1. Introduction
A nanorod is an elastic adjustable low-dimensional structure with an ellipsoid aspect ratio [1–5]. In the (Quantum rod) QR system, the interactions between electrons and phonons tend to form a quasiparticle structure—polaron [6, 7]. Nanorods have attracted wide attention due to their attractive applications in optoelectronic devices [8]. On the other hand, polarons can form stable-level structures, playing a key role in regulating the photoelectric properties of nanosystems [9, 10]. Therefore, polaron in nanorods has been studied and discussed in several reports.

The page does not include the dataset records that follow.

impl Param {
    pub fn new(name: impl Into<String>) -> Self {
        Self {
            prop: Property::new(name),
            bounds: None,
            errors: None,
            free: false,
        }
    }

    // --- Builder methods ---

    pub fn with_value(mut self, value: impl Into<Value>) -> Self {
        self.prop = self.prop.with_value(value);
        self
    }

    pub fn with_default(mut self, default: impl Into<Value>) -> Self {
        self.prop = self.prop.with_default(default);
        self
    }

    pub fn typed(mut self, value_type: ValueType) -> Self {
        self.prop = self.prop.typed(value_type);
        self
    }

    pub fn required(mut self, required: bool) -> Self {
        self.prop = self.prop.required(required);
        self
    }

    pub fn with_help(mut self, help: impl Into<String>) -> Self {
        self.prop = self.prop.with_help(help);
        self
    }

    pub fn with_format(mut self, format: impl Into<String>) -> Self {
        self.prop = self.prop.with_format(format);
        self
    }

    /// Inclusive bounds every write must satisfy.
    pub fn with_bounds(mut self, low: f64, high: f64) -> Self {
        self.bounds = Some((low, high));
        self
    }

    pub fn with_errors(mut self, errors: ParamErrors) -> Self {
        self.errors = Some(errors);
        self
    }

    /// Mark the parameter free for an external fitting process.
    pub fn free(mut self, free: bool) -> Self {
        self.free = free;
        self
    }

    // --- Accessors ---

    pub fn name(&self) -> &str {
        self.prop.name()
    }

    pub fn current(&self) -> Option<&Value> {
        self.prop.current()
    }

    pub fn is_set(&self) -> bool {
        self.prop.is_set()
    }

    pub fn default(&self) -> Option<&Value> {
        self.prop.default()
    }

    pub fn value_type(&self) -> Option<ValueType> {
        self.prop.value_type()
    }

    pub fn is_required(&self) -> bool {
        self.prop.is_required()
    }

    pub fn help(&self) -> &str {
        self.prop.help()
    }

    pub fn format(&self) -> Option<&str> {
        self.prop.format()
    }

    pub fn value_kind(&self) -> Option<ValueType> {
        self.prop.value_kind()
    }

    pub fn bounds(&self) -> Option<(f64, f64)> {
        self.bounds
    }

    pub fn errors(&self) -> Option<ParamErrors> {
        self.errors
    }

    pub fn is_free(&self) -> bool {
        self.free
    }

    /// The scalar error: the symmetric error if one is set, the mean of an
    /// asymmetric pair, else 0.
    pub fn symmetric_error(&self) -> f64 {
        match self.errors {
            Some(ParamErrors::Symmetric(e)) => e,
            Some(ParamErrors::Asymmetric(low, high)) => 0.5 * (low + high),
            None => 0.0,
        }
    }

    // --- Mutation ---

    /// Apply an update: bounds first, then the value validated against the
    /// declared type and the (possibly updated) bounds, then errors/free.
    /// Any failure commits nothing.
    pub fn set(&mut self, update: ParamUpdate) -> Result<()> {
        let bounds = update.bounds.or(self.bounds);
        if let Some(value) = &update.value {
            self.check_numeric(value)?;
            if let (Some((low, high)), Some(x)) = (bounds, value.as_f64()) {
                if x < low || x > high {
                    return Err(ParamError::OutOfBounds {
                        name: self.prop.name().to_string(),
                        value: x,
                        low,
                        high,
                    });
                }
            }
        }
        if let Some(bounds) = update.bounds {
            self.bounds = Some(bounds);
        }
        if let Some(errors) = update.errors {
            self.errors = Some(errors);
        }
        if let Some(free) = update.free {
            self.free = free;
        }
        if let Some(value) = update.value {
            self.prop.set_value(value)?;
        }
        Ok(())
    }

    /// Validate and store a plain value.
    pub fn set_value(&mut self, value: impl Into<Value>) -> Result<()> {
        self.set(ParamUpdate::new().value(value))
    }

    pub fn clear_value(&mut self) {
        self.prop.clear_value();
    }

    /// With no declared type, only numeric (and, separately, strictly
    /// boolean) values are accepted.
    fn check_numeric(&self, value: &Value) -> Result<()> {
        if self.prop.value_type().is_some() {
            return self.prop.check_type(value);
        }
        match value {
            Value::Int(_) | Value::Float(_) | Value::Bool(_) => Ok(()),
            other => Err(ParamError::TypeMismatch {
                name: self.prop.name().to_string(),
                expected: "a numeric value".to_string(),
                actual: other.kind().as_str().to_string(),
            }),
        }
    }

    /// Check the prototype's stored value and default against the declared
    /// type and bounds. Run once when assembled into a schema.
    pub fn validate(&self) -> Result<()> {
        for stored in [self.prop.current(), self.prop.default()].into_iter().flatten() {
            self.check_numeric(stored)?;
            if let (Some((low, high)), Some(x)) = (self.bounds, stored.as_f64()) {
                if x < low || x > high {
                    return Err(ParamError::OutOfBounds {
                        name: self.prop.name().to_string(),
                        value: x,
                        low,
                        high,
                    });
                }
            }
        }
        Ok(())
    }

    pub fn to_record(&self) -> FieldRecord {
        let mut record = self.prop.to_record();
        record.bounds = self.bounds;
        record.errors = self.errors;
        record.free = Some(self.free);
        record
    }

    // --- Numeric transparency ---

    /// Float conversion of the current value.
    pub fn as_f64(&self) -> Option<f64> {
        self.current().and_then(Value::as_f64)
    }

    /// Integer conversion of the current value.
    pub fn as_i64(&self) -> Option<i64> {
        self.current().and_then(Value::as_i64)
    }

    /// Boolean conversion of the current value.
    pub fn as_bool(&self) -> Option<bool> {
        self.current().and_then(Value::as_bool)
    }

    /// Floor division, like `//`.
    pub fn floordiv(&self, rhs: f64) -> f64 {
        (self.number() / rhs).floor()
    }

    /// Quotient and remainder of floor division.
    pub fn divmod(&self, rhs: f64) -> (f64, f64) {
        let q = (self.number() / rhs).floor();
        (q, self.number() - q * rhs)
    }

    /// The current value raised to `exp`.
    pub fn pow(&self, exp: f64) -> f64 {
        self.number().powf(exp)
    }

    pub fn abs(&self) -> f64 {
        self.number().abs()
    }

    /// The current value truncated toward zero.
    pub fn trunc(&self) -> i64 {
        self.number().trunc() as i64
    }

    /// The numeric current value. Panics on an unset or non-numeric value,
    /// like `Index` does on a missing key.
    fn number(&self) -> f64 {
        match self.as_f64() {
            Some(x) => x,
            None => panic!(
                "arithmetic on unset or non-numeric parameter '{}'",
                self.prop.name()
            ),
        }
    }

    /// The integer current value. Panics on anything but an `Int` value.
    fn int_value(&self) -> i64 {
        match self.as_i64() {
            Some(i) => i,
            None => panic!(
                "bitwise arithmetic on non-integer parameter '{}'",
                self.prop.name()
            ),
        }
    }
}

Zhu et al [11] reported investigating the behavior of carriers in rutile TiO2 nanorods photoanodes at different application potentials and surface polaron densities modulated by direct electrochemical protonation using in situ femtosecond transient absorption spectroscopy (TAS) assisted spectroelectrochemistry. Sun et al [12] reported obtaining quantitative results of the electron–phonon coupling strength in CdSe quantum dots (QDs) and rods using low-temperature scanning tunneling microscopy. Scholes et al [13] reviewed the basic characteristics of excitons in nanoscience. The contents included limiting effect, localization and delocalization, exciton binding energy, exchange interaction and fine structure of exciton, exciton-vibration coupling, and exciton dynamics. The review summarizes the current understanding of excitons in quantum dots, conjugated polymers, carbon nanotubes, and photosynthetic light-harvesting antenna complexes.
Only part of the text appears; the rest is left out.